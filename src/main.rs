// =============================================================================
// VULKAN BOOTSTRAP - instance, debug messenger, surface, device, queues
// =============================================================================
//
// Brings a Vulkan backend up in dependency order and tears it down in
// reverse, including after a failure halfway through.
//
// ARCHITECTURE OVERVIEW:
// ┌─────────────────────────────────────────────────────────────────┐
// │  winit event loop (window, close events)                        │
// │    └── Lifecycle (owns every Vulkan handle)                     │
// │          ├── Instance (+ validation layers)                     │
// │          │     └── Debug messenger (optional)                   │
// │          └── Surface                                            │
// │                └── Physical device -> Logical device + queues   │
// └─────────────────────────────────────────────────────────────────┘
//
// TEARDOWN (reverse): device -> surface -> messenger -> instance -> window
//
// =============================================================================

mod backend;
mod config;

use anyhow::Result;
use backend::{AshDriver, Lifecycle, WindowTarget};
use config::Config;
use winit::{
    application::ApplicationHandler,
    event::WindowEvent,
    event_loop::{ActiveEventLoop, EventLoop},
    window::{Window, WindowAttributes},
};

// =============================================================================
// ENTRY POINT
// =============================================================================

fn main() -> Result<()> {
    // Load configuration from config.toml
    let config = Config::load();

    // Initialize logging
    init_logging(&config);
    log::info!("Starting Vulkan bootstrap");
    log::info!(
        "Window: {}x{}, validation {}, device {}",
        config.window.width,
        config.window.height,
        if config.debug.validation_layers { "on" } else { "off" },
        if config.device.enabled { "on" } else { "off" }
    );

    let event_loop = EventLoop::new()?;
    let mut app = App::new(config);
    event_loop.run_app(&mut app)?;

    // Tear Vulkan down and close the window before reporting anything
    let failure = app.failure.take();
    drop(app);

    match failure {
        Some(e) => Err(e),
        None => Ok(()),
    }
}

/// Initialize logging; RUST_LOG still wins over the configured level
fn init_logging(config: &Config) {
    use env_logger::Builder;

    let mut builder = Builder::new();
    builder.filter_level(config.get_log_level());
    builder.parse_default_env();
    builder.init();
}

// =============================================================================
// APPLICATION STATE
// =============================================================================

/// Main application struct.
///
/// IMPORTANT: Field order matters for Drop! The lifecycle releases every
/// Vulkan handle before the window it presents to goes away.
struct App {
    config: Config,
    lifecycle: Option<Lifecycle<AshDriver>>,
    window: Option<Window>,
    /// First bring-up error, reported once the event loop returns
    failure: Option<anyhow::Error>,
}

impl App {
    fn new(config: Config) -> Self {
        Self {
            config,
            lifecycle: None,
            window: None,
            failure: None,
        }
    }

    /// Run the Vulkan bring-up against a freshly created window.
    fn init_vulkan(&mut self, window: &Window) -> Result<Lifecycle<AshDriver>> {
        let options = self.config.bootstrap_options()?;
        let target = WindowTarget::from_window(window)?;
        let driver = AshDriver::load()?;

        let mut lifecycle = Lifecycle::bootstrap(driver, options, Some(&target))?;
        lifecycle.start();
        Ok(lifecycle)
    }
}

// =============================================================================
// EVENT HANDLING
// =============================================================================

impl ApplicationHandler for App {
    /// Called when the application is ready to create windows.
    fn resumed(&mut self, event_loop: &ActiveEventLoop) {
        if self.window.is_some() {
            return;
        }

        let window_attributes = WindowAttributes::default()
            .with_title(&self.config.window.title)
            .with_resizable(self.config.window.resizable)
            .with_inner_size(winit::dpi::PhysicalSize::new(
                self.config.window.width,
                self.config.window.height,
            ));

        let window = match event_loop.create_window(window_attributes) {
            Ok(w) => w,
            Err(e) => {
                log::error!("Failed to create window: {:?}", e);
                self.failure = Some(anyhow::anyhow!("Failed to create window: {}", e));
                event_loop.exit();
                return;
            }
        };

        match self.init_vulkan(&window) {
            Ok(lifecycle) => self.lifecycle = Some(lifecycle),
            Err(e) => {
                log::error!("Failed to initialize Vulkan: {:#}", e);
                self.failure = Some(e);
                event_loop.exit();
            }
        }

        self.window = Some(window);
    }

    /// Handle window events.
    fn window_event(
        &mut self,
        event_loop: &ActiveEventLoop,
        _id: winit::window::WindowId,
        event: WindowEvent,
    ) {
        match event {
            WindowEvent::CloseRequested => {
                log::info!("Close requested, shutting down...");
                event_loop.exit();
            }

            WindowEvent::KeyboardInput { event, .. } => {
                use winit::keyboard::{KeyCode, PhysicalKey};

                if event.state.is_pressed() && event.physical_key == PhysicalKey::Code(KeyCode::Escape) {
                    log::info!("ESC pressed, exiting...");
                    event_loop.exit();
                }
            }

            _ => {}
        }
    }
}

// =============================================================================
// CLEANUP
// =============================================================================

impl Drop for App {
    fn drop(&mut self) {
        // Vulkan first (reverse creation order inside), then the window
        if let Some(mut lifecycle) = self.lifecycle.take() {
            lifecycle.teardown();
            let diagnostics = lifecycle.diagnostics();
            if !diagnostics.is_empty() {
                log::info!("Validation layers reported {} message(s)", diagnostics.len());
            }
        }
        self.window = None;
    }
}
● ● ●
▶ [WORK INSTRUCTION]: Using the material above, work out how many lines hold the word "events". Reply with that number alone.

▶ [RESPONSE TO THE TASK]: 2